***** Input for this task

//! Terminal-style activity lines.

use chrono::{Local, TimeZone};

use super::client::GithubEvent;

/// Longest commit message shown before truncation.
pub const MAX_COMMIT_MESSAGE: usize = 40;

/// Lines shown when GitHub is unreachable.
pub const FALLBACK_LINES: [&str; 4] = [
    "[12:34:56] PUSH_EVENT | naruto-portfolio | 2 commits | 'Added real-time GitHub integration'",
    "[11:22:33] CREATE_EVENT | new-project | Created repository",
    "[10:15:42] STAR_EVENT | emergency-exit-system | Repository starred",
    "[09:45:21] PUSH_EVENT | taskpilot | 1 commit | 'Updated documentation'",
];

/// Format an event with the server's local clock.
pub fn format_event(event: &GithubEvent) -> String {
    format_event_in(event, &Local)
}

/// Format an event with times shown in `tz`.
pub fn format_event_in<Tz>(event: &GithubEvent, tz: &Tz) -> String
where
    Tz: TimeZone,
    Tz::Offset: std::fmt::Display,
{
    let time = event.created_at.with_timezone(tz).format("%H:%M:%S").to_string();
    let repo = event
        .repo
        .name
        .split_once('/')
        .map_or(event.repo.name.as_str(), |(_, name)| name);
    let payload = &event.payload;

    match event.kind.as_str() {
        "PushEvent" => {
            let commits = payload.commits.as_deref().unwrap_or_default();
            let count = commits.len().max(1);
            let message = commits
                .first()
                .map_or("Updated code", |c| c.message.as_str());
            format!(
                "[{time}] PUSH_EVENT | {repo} | {count} commit{} | \"{}\"",
                if count > 1 { "s" } else { "" },
                truncate(message, MAX_COMMIT_MESSAGE),
            )
        }
        "CreateEvent" => format!(
            "[{time}] CREATE_EVENT | {repo} | Created {}",
            payload.ref_type.as_deref().unwrap_or("repository")
        ),
        "WatchEvent" => format!("[{time}] STAR_EVENT | {repo} | Repository starred"),
        "ForkEvent" => format!("[{time}] FORK_EVENT | {repo} | Repository forked"),
        "IssuesEvent" => format!(
            "[{time}] ISSUE_EVENT | {repo} | {} issue",
            payload.action.as_deref().unwrap_or("updated")
        ),
        "PullRequestEvent" => format!(
            "[{time}] PR_EVENT | {repo} | {} pull request",
            payload.action.as_deref().unwrap_or("updated")
        ),
        other => format!("[{time}] {} | {repo}", other.to_uppercase()),
    }
}

fn truncate(message: &str, max: usize) -> String {
    if message.chars().count() > max {
        let head: String = message.chars().take(max).collect();
        format!("{head}...")
    } else {
        message.to_string()
    }
}

#[cfg(test)]
mod tests {
    use super::*;
    use chrono::Utc;
    use crate::github::client::{EventCommit, EventPayload, EventRepo};

    fn event(kind: &str, payload: EventPayload) -> GithubEvent {
        GithubEvent {
            kind: kind.to_string(),
            repo: EventRepo { name: "Itaxh1/naruto-portfolio".into() },
            created_at: "2024-05-01T09:05:07Z".parse().unwrap(),
            payload,
        }
    }

    fn commits(messages: &[&str]) -> EventPayload {
        EventPayload {
            commits: Some(messages.iter().map(|m| EventCommit { message: m.to_string() }).collect()),
            ..EventPayload::default()
        }
    }

    #[test]
    fn test_push_single_commit() {
        let line = format_event_in(&event("PushEvent", commits(&["Fix camera"])), &Utc);
        assert_eq!(line, "[09:05:07] PUSH_EVENT | naruto-portfolio | 1 commit | \"Fix camera\"");
    }

    #[test]
    fn test_push_truncates_long_message() {
        let long = "a".repeat(45);
        let line = format_event_in(&event("PushEvent", commits(&[long.as_str(), "second"])), &Utc);
        assert!(line.contains("| 2 commits |"));
        assert!(line.ends_with(&format!("\"{}...\"", "a".repeat(40))));
    }

    #[test]
    fn test_push_message_at_limit_is_not_truncated() {
        let exact = "b".repeat(40);
        let line = format_event_in(&event("PushEvent", commits(&[exact.as_str()])), &Utc);
        assert!(line.ends_with(&format!("\"{exact}\"")));
    }

    #[test]
    fn test_push_without_commits() {
        let line = format_event_in(&event("PushEvent", EventPayload::default()), &Utc);
        assert!(line.ends_with("| 1 commit | \"Updated code\""));
    }

    #[test]
    fn test_other_event_kinds() {
        let create = EventPayload { ref_type: Some("branch".into()), ..EventPayload::default() };
        assert_eq!(
            format_event_in(&event("CreateEvent", create), &Utc),
            "[09:05:07] CREATE_EVENT | naruto-portfolio | Created branch"
        );
        assert!(format_event_in(&event("WatchEvent", EventPayload::default()), &Utc)
            .ends_with("STAR_EVENT | naruto-portfolio | Repository starred"));
        assert!(format_event_in(&event("ForkEvent", EventPayload::default()), &Utc)
            .ends_with("FORK_EVENT | naruto-portfolio | Repository forked"));

        let opened = EventPayload { action: Some("opened".into()), ..EventPayload::default() };
        assert!(format_event_in(&event("IssuesEvent", opened.clone()), &Utc)
            .ends_with("ISSUE_EVENT | naruto-portfolio | opened issue"));
        assert!(format_event_in(&event("PullRequestEvent", opened), &Utc)
            .ends_with("PR_EVENT | naruto-portfolio | opened pull request"));

        assert_eq!(
            format_event_in(&event("DeleteEvent", EventPayload::default()), &Utc),
            "[09:05:07] DELETEEVENT | naruto-portfolio"
        );
    }

    #[test]
    fn test_repo_without_owner() {
        let mut e = event("ForkEvent", EventPayload::default());
        e.repo.name = "solo".into();
        assert!(format_event_in(&e, &Utc).contains("| solo |"));
    }
}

**********

▶ [Work item] Please find the lines in the data that contain the word "EventCommit" and copy them.

▶ [The completed task]
    use crate::github::client::{EventCommit, EventPayload, EventRepo};
            commits: Some(messages.iter().map(|m| EventCommit { message: m.to_string() }).collect()),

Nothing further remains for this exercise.